In Canada Casavant were maybe just a few years late in joining the Neo-Baroque movemnt, and when they did (with the arrival of Lawrence Phelps on staff in the late 50's) the change was nothing short of radical. Mutations appeared on large Casavants after about 1930, but it wasn't until the 50's when they became common place. Interestingly, in the early 50's Casavant would sometimes provide mutations on the choir but still not include mixtures.

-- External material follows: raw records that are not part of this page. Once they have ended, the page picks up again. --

//! Entity types for the finance-tracking domain.

use crate::{EntityId, OwnerId, Timestamp};
use chrono::NaiveDate;
use rust_decimal::Decimal;
use serde::{Deserialize, Serialize};

/// The three entity kinds held by the store.
#[derive(Debug, Clone, Copy, PartialEq, Eq, Hash, Serialize, Deserialize)]
#[serde(rename_all = "lowercase")]
pub enum EntityKind {
    Member,
    Reason,
    Entry,
}

impl EntityKind {
    /// All kinds, in the order sync pulls them.
    pub const ALL: [EntityKind; 3] = [EntityKind::Member, EntityKind::Reason, EntityKind::Entry];
}

impl std::fmt::Display for EntityKind {
    fn fmt(&self, f: &mut std::fmt::Formatter<'_>) -> std::fmt::Result {
        match self {
            EntityKind::Member => write!(f, "member"),
            EntityKind::Reason => write!(f, "reason"),
            EntityKind::Entry => write!(f, "entry"),
        }
    }
}

/// Direction of a financial movement.
///
/// The movement type fully determines the sign of an entry's amount:
/// income is non-negative, expenses and investments are non-positive.
#[derive(Debug, Clone, Copy, PartialEq, Eq, Hash, Serialize, Deserialize)]
#[serde(rename_all = "UPPERCASE")]
pub enum MovementType {
    Income,
    Expense,
    Investment,
}

impl MovementType {
    /// Restore the sign invariant for an amount under this movement type.
    pub fn normalize_amount(self, amount: Decimal) -> Decimal {
        match self {
            MovementType::Income => amount.abs(),
            MovementType::Expense | MovementType::Investment => -amount.abs(),
        }
    }

    /// Parse from the serialized form, case-insensitively.
    pub fn parse(s: &str) -> Option<Self> {
        let s = s.trim();
        if s.eq_ignore_ascii_case("INCOME") {
            Some(MovementType::Income)
        } else if s.eq_ignore_ascii_case("EXPENSE") {
            Some(MovementType::Expense)
        } else if s.eq_ignore_ascii_case("INVESTMENT") {
            Some(MovementType::Investment)
        } else {
            None
        }
    }
}

impl std::fmt::Display for MovementType {
    fn fmt(&self, f: &mut std::fmt::Formatter<'_>) -> std::fmt::Result {
        match self {
            MovementType::Income => write!(f, "INCOME"),
            MovementType::Expense => write!(f, "EXPENSE"),
            MovementType::Investment => write!(f, "INVESTMENT"),
        }
    }
}

/// Metadata shared by every entity.
#[derive(Debug, Clone, Copy, PartialEq, Eq, Serialize, Deserialize)]
#[serde(rename_all = "camelCase")]
pub struct Meta {
    /// When the entity was first created (milliseconds since epoch)
    pub created_at: Timestamp,
    /// When the entity was last updated (milliseconds since epoch)
    pub updated_at: Timestamp,
    /// Soft delete flag (tombstone)
    pub deleted: bool,
}

impl Meta {
    /// Metadata for a freshly created entity.
    pub fn new(now: Timestamp) -> Self {
        Self {
            created_at: now,
            updated_at: now,
            deleted: false,
        }
    }

    /// Bump the update timestamp. Never moves backwards.
    pub fn touch(&mut self, now: Timestamp) {
        self.updated_at = self.updated_at.max(now);
    }

    /// Mark as deleted (tombstone) and bump the update timestamp.
    pub fn mark_deleted(&mut self, now: Timestamp) {
        self.deleted = true;
        self.touch(now);
    }
}

/// Canonical form for names and reason descriptions: trimmed, uppercase.
///
/// Uniqueness checks compare canonical forms, which makes them
/// case-insensitive by construction.
pub(crate) fn canonical(s: &str) -> String {
    s.trim().to_uppercase()
}

/// A person financial entries are attributed to.
#[derive(Debug, Clone, PartialEq, Eq, Serialize, Deserialize)]
#[serde(rename_all = "camelCase")]
pub struct Member {
    pub id: EntityId,
    pub owner_id: OwnerId,
    /// Display name, canonicalized to uppercase on every write
    pub name: String,
    /// Protected members reject edits and survive replace imports
    pub protected: bool,
    pub meta: Meta,
}

impl Member {
    pub fn new(
        id: impl Into<EntityId>,
        owner_id: impl Into<OwnerId>,
        name: &str,
        protected: bool,
        now: Timestamp,
    ) -> Self {
        Self {
            id: id.into(),
            owner_id: owner_id.into(),
            name: canonical(name),
            protected,
            meta: Meta::new(now),
        }
    }
}

/// A category for an entry's purpose.
#[derive(Debug, Clone, PartialEq, Eq, Serialize, Deserialize)]
#[serde(rename_all = "camelCase")]
pub struct Reason {
    pub id: EntityId,
    pub owner_id: OwnerId,
    /// Category label, canonicalized to uppercase on every write
    pub description: String,
    /// Surfaced by clients as a shortcut; no invariant impact
    pub quick_reason: bool,
    /// Protected reasons reject edits and survive replace imports
    pub protected: bool,
    pub meta: Meta,
}

impl Reason {
    pub fn new(
        id: impl Into<EntityId>,
        owner_id: impl Into<OwnerId>,
        description: &str,
        quick_reason: bool,
        protected: bool,
        now: Timestamp,
    ) -> Self {
        Self {
            id: id.into(),
            owner_id: owner_id.into(),
            description: canonical(description),
            quick_reason,
            protected,
            meta: Meta::new(now),
        }
    }
}

/// One dated financial movement tied to a member and a reason.
#[derive(Debug, Clone, PartialEq, Eq, Serialize, Deserialize)]
#[serde(rename_all = "camelCase")]
pub struct Entry {
    pub id: EntityId,
    pub owner_id: OwnerId,
    /// Calendar day, no time component
    pub date: NaiveDate,
    pub member_id: EntityId,
    pub reason_id: EntityId,
    pub movement: MovementType,
    /// Signed amount; the sign always agrees with `movement`
    pub amount: Decimal,
    pub description: String,
    pub meta: Meta,
}

impl Entry {
    #[allow(clippy::too_many_arguments)]
    pub fn new(
        id: impl Into<EntityId>,
        owner_id: impl Into<OwnerId>,
        date: NaiveDate,
        member_id: impl Into<EntityId>,
        reason_id: impl Into<EntityId>,
        movement: MovementType,
        amount: Decimal,
        description: &str,
        now: Timestamp,
    ) -> Self {
        Self {
            id: id.into(),
            owner_id: owner_id.into(),
            date,
            member_id: member_id.into(),
            reason_id: reason_id.into(),
            movement,
            amount: movement.normalize_amount(amount),
            description: description.trim().to_string(),
            meta: Meta::new(now),
        }
    }
}

/// Common surface over the three entity kinds.
pub trait Entity: Clone {
    const KIND: EntityKind;

    fn id(&self) -> &EntityId;
    fn meta(&self) -> &Meta;
    fn meta_mut(&mut self) -> &mut Meta;

    /// Protected entities reject edits; only members and reasons can be.
    fn protected(&self) -> bool {
        false
    }

    /// Check if the entity is active (not a tombstone).
    fn is_active(&self) -> bool {
        !self.meta().deleted
    }
}

impl Entity for Member {
    const KIND: EntityKind = EntityKind::Member;

    fn id(&self) -> &EntityId {
        &self.id
    }

    fn meta(&self) -> &Meta {
        &self.meta
    }

    fn meta_mut(&mut self) -> &mut Meta {
        &mut self.meta
    }

    fn protected(&self) -> bool {
        self.protected
    }
}

impl Entity for Reason {
    const KIND: EntityKind = EntityKind::Reason;

    fn id(&self) -> &EntityId {
        &self.id
    }

    fn meta(&self) -> &Meta {
        &self.meta
    }

    fn meta_mut(&mut self) -> &mut Meta {
        &mut self.meta
    }

    fn protected(&self) -> bool {
        self.protected
    }
}

impl Entity for Entry {
    const KIND: EntityKind = EntityKind::Entry;

    fn id(&self) -> &EntityId {
        &self.id
    }

    fn meta(&self) -> &Meta {
        &self.meta
    }

    fn meta_mut(&mut self) -> &mut Meta {
        &mut self.meta
    }
}

/// A full entity payload of any kind, as carried by create operations and
/// pulled from the remote store.
#[derive(Debug, Clone, PartialEq, Serialize, Deserialize)]
#[serde(tag = "kind", rename_all = "lowercase")]
pub enum EntityData {
    Member(Member),
    Reason(Reason),
    Entry(Entry),
}

impl EntityData {
    pub fn kind(&self) -> EntityKind {
        match self {
            EntityData::Member(_) => EntityKind::Member,
            EntityData::Reason(_) => EntityKind::Reason,
            EntityData::Entry(_) => EntityKind::Entry,
        }
    }

    pub fn id(&self) -> &EntityId {
        match self {
            EntityData::Member(m) => &m.id,
            EntityData::Reason(r) => &r.id,
            EntityData::Entry(e) => &e.id,
        }
    }

    pub fn owner_id(&self) -> &OwnerId {
        match self {
            EntityData::Member(m) => &m.owner_id,
            EntityData::Reason(r) => &r.owner_id,
            EntityData::Entry(e) => &e.owner_id,
        }
    }

    pub fn meta(&self) -> &Meta {
        match self {
            EntityData::Member(m) => &m.meta,
            EntityData::Reason(r) => &r.meta,
            EntityData::Entry(e) => &e.meta,
        }
    }

    pub fn meta_mut(&mut self) -> &mut Meta {
        match self {
            EntityData::Member(m) => &mut m.meta,
            EntityData::Reason(r) => &mut r.meta,
            EntityData::Entry(e) => &mut e.meta,
        }
    }

    pub fn is_active(&self) -> bool {
        !self.meta().deleted
    }
}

An example of this was the recently dismantled organ of Kew Beach United Church in Toronto, no mixtures anywhere to be seen, but choir mutations and their standard 'dolce cornet' on the swell (a cameloen of a stop... useful in chorus, or as a solo cornet, or even with the strings like to produce a 'cornet de viols'(!)). The one other difference this organ possessed from the old 1930's practices of the firm, was an open metal 16' on the pedal instead of the usual Open Wood - I do wonder whywhen so little else in the tonal design changed...

 

The 1950's is an interesting time for organ building, but you need to go to North America to see most of it as Britain didn't have much money for organ building by that time. It's interesting to see how practices changed gradually, and many 'tranistional' organs exist. There are a few in the UK - Willis III's rebuild at the McEwan Hall Edinburgh is good example.

 

The most marked change in the Casavant firm came in the changes to voicing practices in 1958. I know several instruments from this year, and some have classical voicing (open toe, lower pressure, spotted metal) and others (presumably completed earlier in the year) have traditional Romanitc voicing. There even some other odities. I came accross on 1958 Casavant with neo classical voicing - lots of chiff - and the spec read: ped 16,8, Gt 8,8,8,4 Sw 8,8,8,8,4,8 !! This one wasn't exactly successful in my books, but another 'transitional' I saw was. It included an enclosed Gt and Sw, with mixtures to both manuals and mutations on the swell, all Romantically voiced, although smaller pipe scales used throughout, making the organ rather less thick toned than those back in the 30's - especially nice are the slightly brighter reeds of this period. This proved a versatile instrument, and a refreshing change from the very thick tone present most 20's and 30's built instruments in the city.

 

Although Casavant built over 200 organs in Toronto in the 20th Century, most have been rebuild - more often than not, rather unsympathetically IMHO. Finding nice original instruments here is always a pleasure, whatever the period.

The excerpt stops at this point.